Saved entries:
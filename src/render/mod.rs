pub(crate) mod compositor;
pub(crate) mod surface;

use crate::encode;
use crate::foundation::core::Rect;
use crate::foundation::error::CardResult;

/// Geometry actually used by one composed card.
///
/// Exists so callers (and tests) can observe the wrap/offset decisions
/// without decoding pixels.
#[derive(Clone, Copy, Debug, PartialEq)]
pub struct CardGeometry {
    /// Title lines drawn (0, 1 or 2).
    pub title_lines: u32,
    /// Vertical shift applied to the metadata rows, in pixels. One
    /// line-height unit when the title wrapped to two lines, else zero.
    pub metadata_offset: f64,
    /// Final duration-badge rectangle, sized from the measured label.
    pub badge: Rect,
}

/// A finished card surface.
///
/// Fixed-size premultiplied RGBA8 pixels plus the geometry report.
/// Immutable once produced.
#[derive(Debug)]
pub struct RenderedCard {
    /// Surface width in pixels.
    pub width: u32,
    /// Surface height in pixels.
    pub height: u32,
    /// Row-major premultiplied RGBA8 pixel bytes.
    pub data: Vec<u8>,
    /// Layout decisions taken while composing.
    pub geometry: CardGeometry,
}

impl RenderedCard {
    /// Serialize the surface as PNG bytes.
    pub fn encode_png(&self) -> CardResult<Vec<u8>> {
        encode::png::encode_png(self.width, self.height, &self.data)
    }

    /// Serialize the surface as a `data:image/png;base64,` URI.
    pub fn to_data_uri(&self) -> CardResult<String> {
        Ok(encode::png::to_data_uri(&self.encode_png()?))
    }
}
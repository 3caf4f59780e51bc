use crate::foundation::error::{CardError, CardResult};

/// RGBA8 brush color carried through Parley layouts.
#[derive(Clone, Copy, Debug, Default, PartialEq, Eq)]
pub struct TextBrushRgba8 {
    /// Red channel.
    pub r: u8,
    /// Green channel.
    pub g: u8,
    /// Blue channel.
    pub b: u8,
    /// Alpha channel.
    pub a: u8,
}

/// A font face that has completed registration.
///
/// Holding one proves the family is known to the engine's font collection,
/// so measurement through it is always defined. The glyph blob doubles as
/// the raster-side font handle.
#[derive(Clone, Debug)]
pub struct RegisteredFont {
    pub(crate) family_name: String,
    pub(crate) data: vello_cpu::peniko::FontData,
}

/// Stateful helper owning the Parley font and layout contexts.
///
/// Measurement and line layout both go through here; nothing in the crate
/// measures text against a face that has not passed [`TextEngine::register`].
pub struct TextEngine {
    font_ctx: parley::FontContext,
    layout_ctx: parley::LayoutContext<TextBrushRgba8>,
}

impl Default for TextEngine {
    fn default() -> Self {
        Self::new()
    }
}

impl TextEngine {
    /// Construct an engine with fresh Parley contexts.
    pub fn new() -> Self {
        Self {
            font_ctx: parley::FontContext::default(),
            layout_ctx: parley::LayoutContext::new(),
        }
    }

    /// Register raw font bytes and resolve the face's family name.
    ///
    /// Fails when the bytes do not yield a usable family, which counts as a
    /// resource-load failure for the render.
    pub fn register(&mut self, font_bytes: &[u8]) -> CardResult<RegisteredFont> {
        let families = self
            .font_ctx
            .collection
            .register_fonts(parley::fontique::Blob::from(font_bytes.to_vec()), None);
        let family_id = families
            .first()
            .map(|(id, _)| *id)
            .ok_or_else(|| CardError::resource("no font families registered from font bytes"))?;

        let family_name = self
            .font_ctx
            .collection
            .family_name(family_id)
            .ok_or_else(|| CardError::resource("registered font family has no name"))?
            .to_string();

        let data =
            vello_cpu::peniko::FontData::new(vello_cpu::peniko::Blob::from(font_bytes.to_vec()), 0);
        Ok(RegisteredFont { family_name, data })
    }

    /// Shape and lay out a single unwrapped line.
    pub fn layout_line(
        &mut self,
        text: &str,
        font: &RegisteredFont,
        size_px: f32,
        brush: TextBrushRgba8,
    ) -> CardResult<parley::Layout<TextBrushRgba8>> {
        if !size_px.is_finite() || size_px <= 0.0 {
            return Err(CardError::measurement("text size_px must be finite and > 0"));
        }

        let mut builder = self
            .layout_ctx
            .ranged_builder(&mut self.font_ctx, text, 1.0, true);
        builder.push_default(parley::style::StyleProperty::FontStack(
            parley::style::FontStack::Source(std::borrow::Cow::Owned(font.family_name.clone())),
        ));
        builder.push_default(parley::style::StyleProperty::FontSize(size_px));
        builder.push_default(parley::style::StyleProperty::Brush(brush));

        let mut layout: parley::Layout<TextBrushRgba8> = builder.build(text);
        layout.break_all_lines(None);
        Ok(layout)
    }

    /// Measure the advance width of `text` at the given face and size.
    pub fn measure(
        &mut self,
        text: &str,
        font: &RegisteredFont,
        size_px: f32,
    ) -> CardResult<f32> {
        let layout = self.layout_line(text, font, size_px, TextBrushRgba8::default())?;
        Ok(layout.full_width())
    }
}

PROBLEM DETAILS:
Write out every line from the data above that includes "families".

EXERCISE SOLUTION:
        let families = self
        let family_id = families
            .ok_or_else(|| CardError::resource("no font families registered from font bytes"))?;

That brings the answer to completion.